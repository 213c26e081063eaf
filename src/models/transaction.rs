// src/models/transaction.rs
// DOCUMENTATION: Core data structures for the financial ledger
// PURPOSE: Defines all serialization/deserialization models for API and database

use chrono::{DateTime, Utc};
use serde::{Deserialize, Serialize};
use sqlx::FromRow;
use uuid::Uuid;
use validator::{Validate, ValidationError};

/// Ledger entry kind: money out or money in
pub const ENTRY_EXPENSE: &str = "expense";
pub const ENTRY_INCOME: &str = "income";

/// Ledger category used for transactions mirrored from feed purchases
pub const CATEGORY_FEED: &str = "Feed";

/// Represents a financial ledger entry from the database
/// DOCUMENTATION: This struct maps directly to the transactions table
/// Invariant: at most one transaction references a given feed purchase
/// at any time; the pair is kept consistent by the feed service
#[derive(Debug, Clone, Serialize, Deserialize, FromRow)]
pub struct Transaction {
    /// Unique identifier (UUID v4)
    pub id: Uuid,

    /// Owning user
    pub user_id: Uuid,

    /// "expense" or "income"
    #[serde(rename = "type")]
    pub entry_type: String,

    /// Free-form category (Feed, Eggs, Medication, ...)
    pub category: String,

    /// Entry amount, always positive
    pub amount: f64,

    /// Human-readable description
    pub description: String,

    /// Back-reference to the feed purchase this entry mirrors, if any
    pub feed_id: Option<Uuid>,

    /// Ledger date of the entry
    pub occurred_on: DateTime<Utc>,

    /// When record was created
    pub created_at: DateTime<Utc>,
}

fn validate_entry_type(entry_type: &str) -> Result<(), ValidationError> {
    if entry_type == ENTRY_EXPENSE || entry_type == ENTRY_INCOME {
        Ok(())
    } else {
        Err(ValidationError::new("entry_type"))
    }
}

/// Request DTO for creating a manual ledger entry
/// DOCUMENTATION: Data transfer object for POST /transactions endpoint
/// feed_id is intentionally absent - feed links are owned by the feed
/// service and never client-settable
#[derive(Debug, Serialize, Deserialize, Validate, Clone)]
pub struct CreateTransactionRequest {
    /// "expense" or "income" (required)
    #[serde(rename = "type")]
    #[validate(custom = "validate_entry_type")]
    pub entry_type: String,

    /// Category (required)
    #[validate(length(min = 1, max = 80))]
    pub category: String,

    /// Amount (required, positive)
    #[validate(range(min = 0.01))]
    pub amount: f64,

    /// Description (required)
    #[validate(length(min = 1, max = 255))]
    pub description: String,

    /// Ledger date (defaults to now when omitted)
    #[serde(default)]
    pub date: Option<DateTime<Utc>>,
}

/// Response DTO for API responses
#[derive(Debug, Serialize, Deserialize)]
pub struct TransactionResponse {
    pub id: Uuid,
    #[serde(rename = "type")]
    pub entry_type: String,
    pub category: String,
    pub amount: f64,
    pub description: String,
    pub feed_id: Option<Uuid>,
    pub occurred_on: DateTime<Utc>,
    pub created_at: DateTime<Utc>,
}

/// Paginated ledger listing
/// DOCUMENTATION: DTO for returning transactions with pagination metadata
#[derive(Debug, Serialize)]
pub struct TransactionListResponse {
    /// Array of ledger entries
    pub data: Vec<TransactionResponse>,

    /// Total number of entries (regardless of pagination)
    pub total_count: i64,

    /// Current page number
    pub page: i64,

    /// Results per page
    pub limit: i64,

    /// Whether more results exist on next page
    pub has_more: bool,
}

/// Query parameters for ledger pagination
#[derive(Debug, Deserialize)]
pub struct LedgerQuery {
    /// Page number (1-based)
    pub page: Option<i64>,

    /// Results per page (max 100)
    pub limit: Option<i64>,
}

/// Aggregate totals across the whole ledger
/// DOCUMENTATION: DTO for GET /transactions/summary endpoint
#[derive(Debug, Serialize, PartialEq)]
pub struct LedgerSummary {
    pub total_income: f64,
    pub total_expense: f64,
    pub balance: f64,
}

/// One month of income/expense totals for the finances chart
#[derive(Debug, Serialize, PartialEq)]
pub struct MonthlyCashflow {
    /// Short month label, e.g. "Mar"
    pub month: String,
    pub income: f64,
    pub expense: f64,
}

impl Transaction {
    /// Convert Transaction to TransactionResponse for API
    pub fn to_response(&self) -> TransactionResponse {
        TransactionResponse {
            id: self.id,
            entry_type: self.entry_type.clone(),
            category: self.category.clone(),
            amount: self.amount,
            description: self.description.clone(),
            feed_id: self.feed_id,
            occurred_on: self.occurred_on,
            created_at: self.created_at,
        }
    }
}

____________________

Task prompt. Each line in the data that holds the string "positive" should be found and copied.

Answer space.
    /// Entry amount, always positive
    /// Amount (required, positive)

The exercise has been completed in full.